Code Red’s behavior followed a rigid calendar built into its code, repeating every month:

  • Days 1 through 19: Propagation. The worm focused entirely on spreading. Each infected server scanned random IP addresses and attempted to compromise every vulnerable IIS server it found. The first version also defaced infected websites, replacing the homepage with the message “HELLO! Welcome to http://www.worm.com! Hacked by Chinese!” Later variants dropped the defacement, which actually made infections harder for administrators to notice.
  • Days 20 through 27: Attack. All infected servers simultaneously flooded a single target with massive amounts of traffic: the White House website. This was a coordinated distributed denial-of-service (DDoS) attack designed to overwhelm www.whitehouse.gov and knock it offline.
  • Days 28 through end of month: Dormancy. The worm went quiet, sitting idle in memory until the first of the next month, when the cycle started over.

Why the White House Attack Failed

The DDoS phase targeted a hardcoded IP address rather than the domain name whitehouse.gov.

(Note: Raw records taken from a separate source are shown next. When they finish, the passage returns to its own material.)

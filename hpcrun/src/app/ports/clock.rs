// SPDX-License-Identifier: AGPL-3.0-only
// Copyright (C) 2026 Alex Sizykh

use async_trait::async_trait;
use std::time::Duration;

#[async_trait]
/// Time source boundary for backoff sleeps.
/// Makes polling logic deterministic and testable.
pub trait ClockPort: Send + Sync {
    async fn sleep(&self, duration: Duration);
}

The worm’s code also checked whether port 80 at that specific IP address was active before launching the flood. These two design choices made the attack trivially easy to defeat. The White House simply moved its website to a different IP address, and the worm’s entire attack phase became harmless, sending traffic to an address that no longer hosted anything.

How the Variants Differed

The original Code Red (v1) spread inefficiently because of its identical random-number seed and announced itself loudly through website defacement. The later variants were stealthier and more effective. They generated unique random IP address lists on each infected machine, avoided defacing websites, and spread to a much larger number of servers as a result. A separate worm called Code Red II, which appeared shortly after, exploited the same IIS vulnerability but carried a different payload: it installed a backdoor on infected machines, giving attackers persistent remote access even after a reboot. Code Red II was a more serious long-term threat because it wrote files to disk rather than living solely in memory.

The Scale of the Damage

The U.S. Government Accountability Office estimated Code Red caused more than $2.4 billion in economic losses globally. That figure included the cost of patching systems, lost productivity, bandwidth consumed by the worm’s scanning traffic, and the IT labor required to clean up infections. The worm’s scanning alone generated an enormous amount of junk traffic across the internet, as hundreds of thousands of servers simultaneously blasted connection requests at random addresses, many of which didn’t even exist. Network operators worldwide saw a measurable spike in unsolicited traffic on port 80 during the outbreak.

Code Red became one of the defining cybersecurity events of the early 2000s, not because its code was particularly sophisticated, but because it demonstrated how devastating a simple, automated exploit could be when aimed at a widely deployed product that many administrators had failed to patch. The vulnerability had a fix. The fix had been available for weeks. The worm spread anyway.